▸ **TASK DETAILS**
Exactly the lines from the opening of the data through the line containing "Ok(value) => return" should be reproduced, please, with nothing added.

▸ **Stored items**
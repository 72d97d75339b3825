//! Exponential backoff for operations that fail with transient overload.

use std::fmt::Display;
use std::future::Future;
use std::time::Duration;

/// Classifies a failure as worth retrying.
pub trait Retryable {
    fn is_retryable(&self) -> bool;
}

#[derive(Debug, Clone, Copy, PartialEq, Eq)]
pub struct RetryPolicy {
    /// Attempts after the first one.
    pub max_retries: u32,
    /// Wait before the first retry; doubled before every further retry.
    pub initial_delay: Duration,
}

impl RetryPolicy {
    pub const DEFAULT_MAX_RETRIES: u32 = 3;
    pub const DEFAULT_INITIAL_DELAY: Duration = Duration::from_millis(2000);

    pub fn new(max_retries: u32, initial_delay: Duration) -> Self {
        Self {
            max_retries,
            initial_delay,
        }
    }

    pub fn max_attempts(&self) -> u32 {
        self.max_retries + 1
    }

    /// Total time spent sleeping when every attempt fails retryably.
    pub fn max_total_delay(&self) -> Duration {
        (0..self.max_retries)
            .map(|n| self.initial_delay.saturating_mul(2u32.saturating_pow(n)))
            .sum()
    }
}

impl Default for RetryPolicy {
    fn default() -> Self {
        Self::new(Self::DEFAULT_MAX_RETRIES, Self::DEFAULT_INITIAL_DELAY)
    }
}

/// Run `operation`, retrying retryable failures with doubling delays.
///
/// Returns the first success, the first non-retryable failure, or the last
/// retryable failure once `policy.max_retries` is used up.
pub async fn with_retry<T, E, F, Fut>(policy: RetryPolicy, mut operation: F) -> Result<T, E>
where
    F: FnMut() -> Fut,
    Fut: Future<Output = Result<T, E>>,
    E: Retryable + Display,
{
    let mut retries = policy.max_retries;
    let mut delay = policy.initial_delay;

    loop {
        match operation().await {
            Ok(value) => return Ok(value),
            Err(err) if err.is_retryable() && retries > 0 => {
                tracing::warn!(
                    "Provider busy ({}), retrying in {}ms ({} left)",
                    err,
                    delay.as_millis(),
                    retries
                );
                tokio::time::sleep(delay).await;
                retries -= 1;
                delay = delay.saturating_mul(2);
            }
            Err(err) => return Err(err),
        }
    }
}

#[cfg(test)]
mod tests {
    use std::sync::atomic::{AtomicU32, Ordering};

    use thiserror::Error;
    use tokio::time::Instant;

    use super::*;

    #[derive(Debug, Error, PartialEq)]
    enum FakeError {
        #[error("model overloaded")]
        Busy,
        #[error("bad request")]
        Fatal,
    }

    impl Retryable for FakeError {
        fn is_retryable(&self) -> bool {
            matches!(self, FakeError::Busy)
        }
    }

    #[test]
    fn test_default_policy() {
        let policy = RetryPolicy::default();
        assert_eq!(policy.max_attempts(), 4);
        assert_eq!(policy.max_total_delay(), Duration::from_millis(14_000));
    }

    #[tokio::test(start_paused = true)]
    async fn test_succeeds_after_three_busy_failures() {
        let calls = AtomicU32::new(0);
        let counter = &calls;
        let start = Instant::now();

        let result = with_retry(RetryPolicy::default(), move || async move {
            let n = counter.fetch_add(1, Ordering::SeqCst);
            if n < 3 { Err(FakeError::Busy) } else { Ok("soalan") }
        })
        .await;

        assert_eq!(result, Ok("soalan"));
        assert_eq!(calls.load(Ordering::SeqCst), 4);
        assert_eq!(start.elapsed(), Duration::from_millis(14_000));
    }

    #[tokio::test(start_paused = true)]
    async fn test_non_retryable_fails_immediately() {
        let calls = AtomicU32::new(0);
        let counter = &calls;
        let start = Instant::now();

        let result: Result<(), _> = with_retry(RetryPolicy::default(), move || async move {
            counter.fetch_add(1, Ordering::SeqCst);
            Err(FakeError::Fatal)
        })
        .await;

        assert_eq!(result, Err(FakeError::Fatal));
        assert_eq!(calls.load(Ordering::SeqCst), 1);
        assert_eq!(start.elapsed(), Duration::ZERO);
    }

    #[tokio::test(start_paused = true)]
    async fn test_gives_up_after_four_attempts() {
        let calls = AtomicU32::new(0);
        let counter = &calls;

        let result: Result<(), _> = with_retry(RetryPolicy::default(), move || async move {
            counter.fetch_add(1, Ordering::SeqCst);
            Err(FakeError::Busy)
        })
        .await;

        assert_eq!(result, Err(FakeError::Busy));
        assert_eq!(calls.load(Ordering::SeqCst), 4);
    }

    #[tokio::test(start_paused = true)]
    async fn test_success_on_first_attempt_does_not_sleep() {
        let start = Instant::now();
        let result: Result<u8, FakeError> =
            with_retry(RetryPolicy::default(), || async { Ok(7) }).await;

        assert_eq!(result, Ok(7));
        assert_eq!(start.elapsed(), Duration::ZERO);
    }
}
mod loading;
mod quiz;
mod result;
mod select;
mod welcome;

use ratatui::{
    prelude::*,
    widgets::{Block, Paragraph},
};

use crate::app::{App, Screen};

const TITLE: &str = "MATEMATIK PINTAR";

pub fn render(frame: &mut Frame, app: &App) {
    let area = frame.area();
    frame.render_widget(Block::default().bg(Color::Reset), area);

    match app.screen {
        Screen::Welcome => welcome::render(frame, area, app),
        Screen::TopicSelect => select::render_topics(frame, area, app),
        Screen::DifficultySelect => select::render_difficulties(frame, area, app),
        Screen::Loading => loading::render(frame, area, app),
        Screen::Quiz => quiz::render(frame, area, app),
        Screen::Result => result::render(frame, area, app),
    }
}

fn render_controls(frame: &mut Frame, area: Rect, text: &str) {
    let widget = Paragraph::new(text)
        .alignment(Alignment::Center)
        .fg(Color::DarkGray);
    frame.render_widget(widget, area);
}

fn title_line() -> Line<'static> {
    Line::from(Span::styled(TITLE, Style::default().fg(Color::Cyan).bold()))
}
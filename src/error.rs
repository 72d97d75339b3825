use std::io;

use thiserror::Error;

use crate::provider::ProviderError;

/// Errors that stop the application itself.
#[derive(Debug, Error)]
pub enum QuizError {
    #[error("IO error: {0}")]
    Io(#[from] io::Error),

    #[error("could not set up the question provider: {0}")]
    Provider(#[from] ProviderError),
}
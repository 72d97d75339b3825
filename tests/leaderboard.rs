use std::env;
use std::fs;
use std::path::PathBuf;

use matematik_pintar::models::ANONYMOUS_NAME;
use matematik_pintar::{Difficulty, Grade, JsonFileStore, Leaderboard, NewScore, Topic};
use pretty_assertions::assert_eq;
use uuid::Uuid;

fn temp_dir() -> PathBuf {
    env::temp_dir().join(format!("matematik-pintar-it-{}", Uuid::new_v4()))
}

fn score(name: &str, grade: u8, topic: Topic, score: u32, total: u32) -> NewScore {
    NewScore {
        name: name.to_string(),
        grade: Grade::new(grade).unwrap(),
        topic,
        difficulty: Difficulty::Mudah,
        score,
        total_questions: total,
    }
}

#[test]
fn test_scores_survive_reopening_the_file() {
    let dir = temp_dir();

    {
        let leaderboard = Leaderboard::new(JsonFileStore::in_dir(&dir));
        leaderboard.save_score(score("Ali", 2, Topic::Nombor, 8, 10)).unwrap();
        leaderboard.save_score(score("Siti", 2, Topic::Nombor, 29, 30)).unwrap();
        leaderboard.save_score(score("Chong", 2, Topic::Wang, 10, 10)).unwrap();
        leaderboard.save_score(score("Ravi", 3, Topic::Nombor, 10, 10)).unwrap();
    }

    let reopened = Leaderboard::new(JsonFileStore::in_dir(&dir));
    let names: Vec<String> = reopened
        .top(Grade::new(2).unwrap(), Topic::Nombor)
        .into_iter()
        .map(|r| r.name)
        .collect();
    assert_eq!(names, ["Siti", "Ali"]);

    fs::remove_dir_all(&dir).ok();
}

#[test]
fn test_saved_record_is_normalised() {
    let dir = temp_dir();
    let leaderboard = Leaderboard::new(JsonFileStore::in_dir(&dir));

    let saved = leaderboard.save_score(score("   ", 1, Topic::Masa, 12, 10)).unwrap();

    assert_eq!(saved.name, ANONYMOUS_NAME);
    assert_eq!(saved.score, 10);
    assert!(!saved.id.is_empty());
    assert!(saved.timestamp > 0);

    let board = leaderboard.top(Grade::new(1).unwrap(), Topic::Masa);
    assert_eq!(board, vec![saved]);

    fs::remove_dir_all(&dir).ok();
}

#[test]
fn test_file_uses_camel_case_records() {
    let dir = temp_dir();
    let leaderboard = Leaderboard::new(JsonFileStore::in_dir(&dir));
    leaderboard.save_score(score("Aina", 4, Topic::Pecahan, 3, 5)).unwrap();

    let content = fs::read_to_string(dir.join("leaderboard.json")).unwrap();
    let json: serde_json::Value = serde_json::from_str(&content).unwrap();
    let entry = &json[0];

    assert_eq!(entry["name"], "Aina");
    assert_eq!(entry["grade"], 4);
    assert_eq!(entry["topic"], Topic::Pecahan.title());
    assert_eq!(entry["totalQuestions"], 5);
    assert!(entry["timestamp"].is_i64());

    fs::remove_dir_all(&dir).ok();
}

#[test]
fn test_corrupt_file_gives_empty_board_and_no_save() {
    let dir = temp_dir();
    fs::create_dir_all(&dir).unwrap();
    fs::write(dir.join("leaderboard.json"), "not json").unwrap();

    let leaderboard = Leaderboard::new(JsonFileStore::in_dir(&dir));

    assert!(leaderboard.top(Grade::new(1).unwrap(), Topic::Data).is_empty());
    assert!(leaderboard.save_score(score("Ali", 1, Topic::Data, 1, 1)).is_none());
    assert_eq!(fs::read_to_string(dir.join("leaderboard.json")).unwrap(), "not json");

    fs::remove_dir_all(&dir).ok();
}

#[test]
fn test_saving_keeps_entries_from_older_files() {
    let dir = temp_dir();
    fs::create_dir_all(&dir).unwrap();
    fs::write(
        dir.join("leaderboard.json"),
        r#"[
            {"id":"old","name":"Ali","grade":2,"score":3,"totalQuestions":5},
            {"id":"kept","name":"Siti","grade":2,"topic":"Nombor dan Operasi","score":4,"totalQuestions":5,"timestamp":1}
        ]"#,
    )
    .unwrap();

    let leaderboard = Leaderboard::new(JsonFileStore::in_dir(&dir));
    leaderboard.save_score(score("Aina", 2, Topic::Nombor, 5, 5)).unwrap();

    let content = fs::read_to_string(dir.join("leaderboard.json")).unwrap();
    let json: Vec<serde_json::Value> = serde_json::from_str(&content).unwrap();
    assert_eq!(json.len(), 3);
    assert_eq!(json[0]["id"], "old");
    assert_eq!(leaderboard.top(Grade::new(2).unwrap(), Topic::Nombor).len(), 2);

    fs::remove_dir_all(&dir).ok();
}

▸ **REPLY TO THE EXERCISE**
repository 72d97d75339b3825
//! Exponential backoff for operations that fail with transient overload.

use std::fmt::Display;
use std::future::Future;
use std::time::Duration;

/// Classifies a failure as worth retrying.
pub trait Retryable {
    fn is_retryable(&self) -> bool;
}

#[derive(Debug, Clone, Copy, PartialEq, Eq)]
pub struct RetryPolicy {
    /// Attempts after the first one.
    pub max_retries: u32,
    /// Wait before the first retry; doubled before every further retry.
    pub initial_delay: Duration,
}

impl RetryPolicy {
    pub const DEFAULT_MAX_RETRIES: u32 = 3;
    pub const DEFAULT_INITIAL_DELAY: Duration = Duration::from_millis(2000);

    pub fn new(max_retries: u32, initial_delay: Duration) -> Self {
        Self {
            max_retries,
            initial_delay,
        }
    }

    pub fn max_attempts(&self) -> u32 {
        self.max_retries + 1
    }

    /// Total time spent sleeping when every attempt fails retryably.
    pub fn max_total_delay(&self) -> Duration {
        (0..self.max_retries)
            .map(|n| self.initial_delay.saturating_mul(2u32.saturating_pow(n)))
            .sum()
    }
}

impl Default for RetryPolicy {
    fn default() -> Self {
        Self::new(Self::DEFAULT_MAX_RETRIES, Self::DEFAULT_INITIAL_DELAY)
    }
}

/// Run `operation`, retrying retryable failures with doubling delays.
///
/// Returns the first success, the first non-retryable failure, or the last
/// retryable failure once `policy.max_retries` is used up.
pub async fn with_retry<T, E, F, Fut>(policy: RetryPolicy, mut operation: F) -> Result<T, E>
where
    F: FnMut() -> Fut,
    Fut: Future<Output = Result<T, E>>,
    E: Retryable + Display,
{
    let mut retries = policy.max_retries;
    let mut delay = policy.initial_delay;

    loop {
        match operation().await {
            Ok(value) => return Ok(value),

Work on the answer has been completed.